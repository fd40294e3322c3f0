// src/core/pool/mod.rs

//! The worker pool: spawns N workers and completes the rendezvous handshake
//! with each of them before routing may begin.
//!
//! Each worker is told a Unix socket path and a fresh identity. The pool
//! listens on that socket and accepts connections until every expected
//! identity has arrived. An identity outside the expected set aborts startup,
//! and so does a pool that is not complete within the startup timeout. There
//! is no degraded mode with fewer workers.

use crate::config::Config;
use crate::core::RoomGraphError;
use std::collections::HashSet;
use std::time::Duration;
use tempfile::TempDir;
use tokio::net::{UnixListener, UnixStream};
use tokio::time;
use tracing::{debug, info, warn};

pub mod identity;
pub mod spawner;

pub use identity::{IDENTITY_LEN, WorkerIdentity, recv_identity, send_identity};
pub use spawner::{
    InProcessSpawner, ProcessSpawner, StartupDescriptor, SUBPROCESS_ENV, WorkerEntry,
    WorkerProcess, WorkerSpawner,
};

/// The name of the rendezvous socket inside the pool's temporary directory.
const SOCKET_NAME: &str = "socket";

/// Settings for bringing up the pool.
#[derive(Debug, Clone)]
pub struct PoolConfig {
    /// The number of workers to start.
    pub concurrency: usize,
    /// The bound on the whole bring-up, from the first spawn to the last handshake.
    pub startup_timeout: Duration,
    /// The bound on reading one identity from an accepted connection.
    pub handshake_timeout: Duration,
    pub max_frame_size: usize,
}

impl From<&Config> for PoolConfig {
    fn from(config: &Config) -> Self {
        Self {
            concurrency: config.worker_concurrency,
            startup_timeout: config.startup_timeout,
            handshake_timeout: config.handshake_timeout,
            max_frame_size: config.max_frame_size,
        }
    }
}

/// An established connection to one worker.
#[derive(Debug)]
pub struct WorkerConnection {
    pub identity: WorkerIdentity,
    pub stream: UnixStream,
}

/// A fully started pool of workers.
#[derive(Debug)]
pub struct WorkerPool {
    connections: Vec<WorkerConnection>,
    processes: Vec<WorkerProcess>,
    // Removed (with the socket in it) when the pool is dropped.
    _rendezvous_dir: TempDir,
}

impl WorkerPool {
    /// Spawns `config.concurrency` workers and waits for all of them to connect.
    pub async fn start(config: &PoolConfig, spawner: &dyn WorkerSpawner) -> Result<Self, RoomGraphError> {
        if config.concurrency == 0 {
            return Err(RoomGraphError::Spawn(
                "worker concurrency must be at least 1".to_string(),
            ));
        }

        let rendezvous_dir = tempfile::Builder::new().prefix("roomgraph-").tempdir()?;
        let socket_path = rendezvous_dir.path().join(SOCKET_NAME);
        let listener = UnixListener::bind(&socket_path)?;
        debug!("Rendezvous socket bound at {}", socket_path.display());

        let identities = WorkerIdentity::generate_distinct(config.concurrency);
        let mut processes = Vec::with_capacity(identities.len());
        for identity in &identities {
            let descriptor = StartupDescriptor {
                socket_path: socket_path.clone(),
                identity: identity.clone(),
                entry: WorkerEntry::RoomGraph,
                max_frame_size: config.max_frame_size,
            };
            processes.push(spawner.spawn(descriptor).await?);
        }

        let mut waiting: HashSet<WorkerIdentity> = identities.into_iter().collect();
        let mut connections = Vec::with_capacity(config.concurrency);
        let handshake = accept_workers(
            &listener,
            &mut waiting,
            &mut connections,
            config.handshake_timeout,
        );

        let outcome = time::timeout(config.startup_timeout, handshake).await;
        match outcome {
            Ok(Ok(())) => {}
            Ok(Err(e)) => {
                terminate_all(&mut processes).await;
                return Err(e);
            }
            Err(_) => {
                warn!(
                    "Worker pool startup timed out with {} of {} workers connected.",
                    connections.len(),
                    config.concurrency
                );
                terminate_all(&mut processes).await;
                return Err(RoomGraphError::StartupTimeout {
                    expected: config.concurrency,
                    connected: connections.len(),
                });
            }
        }

        if config.concurrency == 1 {
            info!("Started 1 worker process");
        } else {
            info!("Started {} worker processes", config.concurrency);
        }

        Ok(Self {
            connections,
            processes,
            _rendezvous_dir: rendezvous_dir,
        })
    }

    /// The number of workers in the pool.
    pub fn size(&self) -> usize {
        self.processes.len()
    }

    /// Hands the worker connections over to the dispatcher. Subsequent calls return nothing.
    pub fn take_connections(&mut self) -> Vec<WorkerConnection> {
        std::mem::take(&mut self.connections)
    }

    /// Stops every worker.
    pub async fn shutdown(mut self) {
        self.connections.clear();
        terminate_all(&mut self.processes).await;
        info!("Worker pool shut down.");
    }
}

/// Accepts rendezvous connections until every identity in `waiting` has arrived.
async fn accept_workers(
    listener: &UnixListener,
    waiting: &mut HashSet<WorkerIdentity>,
    connections: &mut Vec<WorkerConnection>,
    handshake_timeout: Duration,
) -> Result<(), RoomGraphError> {
    while !waiting.is_empty() {
        let (mut stream, _) = listener.accept().await?;
        let identity = recv_identity(&mut stream, handshake_timeout).await?;
        if !waiting.remove(&identity) {
            return Err(RoomGraphError::UnknownWorker(identity.to_string()));
        }
        debug!(
            "Worker {} connected ({} still expected).",
            identity,
            waiting.len()
        );
        connections.push(WorkerConnection { identity, stream });
    }
    Ok(())
}

async fn terminate_all(processes: &mut [WorkerProcess]) {
    for process in processes.iter_mut() {
        process.terminate().await;
    }
}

Your objective:
Looking at the listing above, count each line that contains the word "info" and write the number with nothing else.

Answer section:
4